■ **EXERCISE REQUIREMENTS**: Copies of all lines containing the string "SendOutcome" are needed from the data below.

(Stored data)
------------------------------------------------

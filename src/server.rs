use axum::{
    Form, Json, Router,
    extract::{Query, State},
    http::StatusCode,
    response::{
        Html,
        sse::{Event, KeepAlive, Sse},
    },
    routing::{get, post},
};
use futures::{Stream, StreamExt};
use serde::{Deserialize, Serialize};
use std::convert::Infallible;
use std::sync::Arc;
use std::time::Duration;
use tokio_util::sync::CancellationToken;
use tower_http::services::ServeDir;
use tower_http::trace::TraceLayer;
use tracing::{error, info, warn};

use crate::AppState;
use crate::backend::{ChatBackend, HttpBackend, PushChannel};
use crate::config::AppConfig;
use crate::controller::{ControllerSettings, SendOutcome, UiController};
use crate::error;
use crate::pages::PageRegistry;
use crate::view::UiState;

/// Page registry wired to the HTTP backend named in `config`.
pub fn page_registry(config: &AppConfig, shutdown: CancellationToken) -> error::Result<PageRegistry> {
    let backend = Arc::new(HttpBackend::new(&config.backend)?);
    info!(
        name: "backend.configured",
        chat_url = %backend.chat_url(),
        events_url = %backend.events_url(),
        "Backend endpoints resolved"
    );

    Ok(PageRegistry::new(
        Arc::clone(&backend) as Arc<dyn ChatBackend>,
        backend as Arc<dyn PushChannel>,
        ControllerSettings::from(&config.ui),
        config.ui.session_grace(),
        shutdown,
    ))
}

/// Start the console with the provided configuration.
pub async fn start_server(config: Arc<AppConfig>) -> anyhow::Result<()> {
    let shutdown = CancellationToken::new();
    let pages = page_registry(&config, shutdown.clone())?;

    let app = build_router(AppState {
        pages: pages.clone(),
    });

    let addr = format!("{}:{}", config.server.host, config.server.port);
    let listener = tokio::net::TcpListener::bind(&addr).await?;

    info!(
        name: "server.started",
        address = %addr,
        "Server started"
    );

    axum::serve(listener, app.into_make_service())
        .with_graceful_shutdown(shutdown_signal(shutdown.clone()))
        .await?;

    pages.shutdown().await;
    info!(name: "server.stopped", "Server stopped");
    Ok(())
}

/// Resolve on Ctrl+C or when `token` is cancelled elsewhere.
async fn shutdown_signal(token: CancellationToken) {
    tokio::select! {
        result = tokio::signal::ctrl_c() => {
            if let Err(err) = result {
                error!(error = %err, "Failed to listen for shutdown signal");
            }
        }
        () = token.cancelled() => {}
    }
    info!(name: "server.shutdown", "Shutdown requested");
    token.cancel();
}

/// Build the console router.
pub fn build_router(state: AppState) -> Router {
    Router::new()
        .route("/", get(index))
        .route("/ui/send", post(ui_send))
        .route("/ui/stream", get(ui_stream))
        .route("/ui/visibility", post(ui_visibility))
        .route("/ui/error", post(ui_error))
        .route("/ui/clear", post(ui_clear))
        .route("/ui/close", post(ui_close))
        .route("/ui/state", get(ui_state))
        .nest_service("/static", ServeDir::new("static"))
        .layer(TraceLayer::new_for_http())
        .with_state(state)
}

// ─────────────────────────────────────────────────────────────────────────────
// UI Handlers
// ─────────────────────────────────────────────────────────────────────────────

/// Session named by a browser request.
#[derive(Debug, Deserialize)]
struct PageQuery {
    session: String,
}

impl AppState {
    fn page(&self, query: &PageQuery) -> Result<UiController, StatusCode> {
        self.pages.get(&query.session).ok_or_else(|| {
            warn!(session_id = %query.session, "Request for unknown page session");
            StatusCode::NOT_FOUND
        })
    }
}

/// GET / - Open a page session and render its page.
async fn index(State(state): State<AppState>) -> Html<String> {
    Html(state.pages.open().render_page())
}

/// Compose form body.
#[derive(Debug, Deserialize)]
struct ComposeForm {
    #[serde(default)]
    message: String,
}

/// POST /ui/send - Relay one user message.
///
/// The send runs on its own task so a dropped client connection cannot leave
/// the request half-settled.
async fn ui_send(
    State(state): State<AppState>,
    Query(query): Query<PageQuery>,
    Form(form): Form<ComposeForm>,
) -> Result<Json<SendOutcome>, StatusCode> {
    let controller = state.page(&query)?;
    tokio::spawn(async move { controller.send_message(&form.message).await })
        .await
        .map(Json)
        .map_err(|err| {
            error!(error = %err, "Send task failed");
            StatusCode::INTERNAL_SERVER_ERROR
        })
}

/// GET /ui/stream - View patches as htmx out-of-band markup.
///
/// The stream opens with a full resync so a page rendered earlier catches up,
/// and ends when the page session is discarded.
async fn ui_stream(
    State(state): State<AppState>,
    Query(query): Query<PageQuery>,
) -> Result<Sse<impl Stream<Item = Result<Event, Infallible>> + Send>, StatusCode> {
    let lease = state.pages.attach(&query.session).ok_or(StatusCode::NOT_FOUND)?;
    let closed = lease.closed();

    let stream = lease
        .controller()
        .patch_stream()
        .take_until(closed)
        .map(move |patch| {
            // The session stays attached for as long as the stream lives.
            let _attached = &lease;
            Ok(Event::default().event("patch").data(patch.html()))
        });

    Ok(Sse::new(stream).keep_alive(KeepAlive::new().interval(Duration::from_secs(15))))
}

/// Page visibility report.
#[derive(Debug, Deserialize)]
struct VisibilityReport {
    visible: bool,
}

#[derive(Debug, Serialize)]
struct VisibilityResponse {
    reconnect_requested: bool,
}

/// POST /ui/visibility - Page visibility changed.
async fn ui_visibility(
    State(state): State<AppState>,
    Query(query): Query<PageQuery>,
    Json(report): Json<VisibilityReport>,
) -> Result<Json<VisibilityResponse>, StatusCode> {
    Ok(Json(VisibilityResponse {
        reconnect_requested: state.page(&query)?.on_visibility_change(report.visible),
    }))
}

/// Uncaught error reported by the page.
#[derive(Debug, Deserialize)]
struct ClientErrorReport {
    #[serde(default)]
    message: Option<String>,
}

/// POST /ui/error - Global error handler for the page.
async fn ui_error(
    State(state): State<AppState>,
    Query(query): Query<PageQuery>,
    Json(report): Json<ClientErrorReport>,
) -> StatusCode {
    let detail = report.message.unwrap_or_else(|| "unknown client error".to_string());
    match state.page(&query) {
        Ok(controller) => {
            controller.report_unhandled_error(&detail);
            StatusCode::NO_CONTENT
        }
        Err(status) => status,
    }
}

/// POST /ui/clear - Clear the chat log, keeping system entries.
async fn ui_clear(State(state): State<AppState>, Query(query): Query<PageQuery>) -> StatusCode {
    match state.page(&query) {
        Ok(controller) => {
            controller.clear_chat();
            StatusCode::NO_CONTENT
        }
        Err(status) => status,
    }
}

/// POST /ui/close - The page is being unloaded.
async fn ui_close(State(state): State<AppState>, Query(query): Query<PageQuery>) -> StatusCode {
    if state.pages.close(&query.session) {
        StatusCode::NO_CONTENT
    } else {
        StatusCode::NOT_FOUND
    }
}

/// GET /ui/state - Current view model as JSON.
async fn ui_state(
    State(state): State<AppState>,
    Query(query): Query<PageQuery>,
) -> Result<Json<UiState>, StatusCode> {
    Ok(Json(state.page(&query)?.snapshot()))
}

#[cfg(test)]
mod tests {
    use super::*;
    use crate::config::{BackendConfig, ServerConfig, UiConfig};

    fn config(base_url: &str) -> AppConfig {
        AppConfig {
            server: ServerConfig {
                port: 0,
                host: "127.0.0.1".to_string(),
            },
            backend: BackendConfig {
                base_url: base_url.to_string(),
                chat_path: "/chat".to_string(),
                status_path: "/status".to_string(),
                events_path: "/events".to_string(),
            },
            ui: UiConfig::default(),
        }
    }

    #[tokio::test]
    async fn test_page_registry_serves_pages_over_http_backend() {
        let shutdown = CancellationToken::new();
        let pages = page_registry(&config("http://127.0.0.1:9"), shutdown).unwrap();

        let controller = pages.open();
        assert!(pages.get(controller.session_id().as_str()).is_some());

        tokio::time::timeout(Duration::from_secs(5), pages.shutdown())
            .await
            .expect("page tasks should stop");
        assert!(pages.is_empty());
    }

    #[tokio::test]
    async fn test_page_registry_rejects_bad_backend_url() {
        let err = page_registry(&config("not a url"), CancellationToken::new()).unwrap_err();
        assert!(matches!(err, crate::error::ConsoleError::InvalidUrl(_)));
    }
}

------------------------------------------------

■ **EXPECTED OUTPUT**:
use crate::controller::{ControllerSettings, SendOutcome, UiController};
) -> Result<Json<SendOutcome>, StatusCode> {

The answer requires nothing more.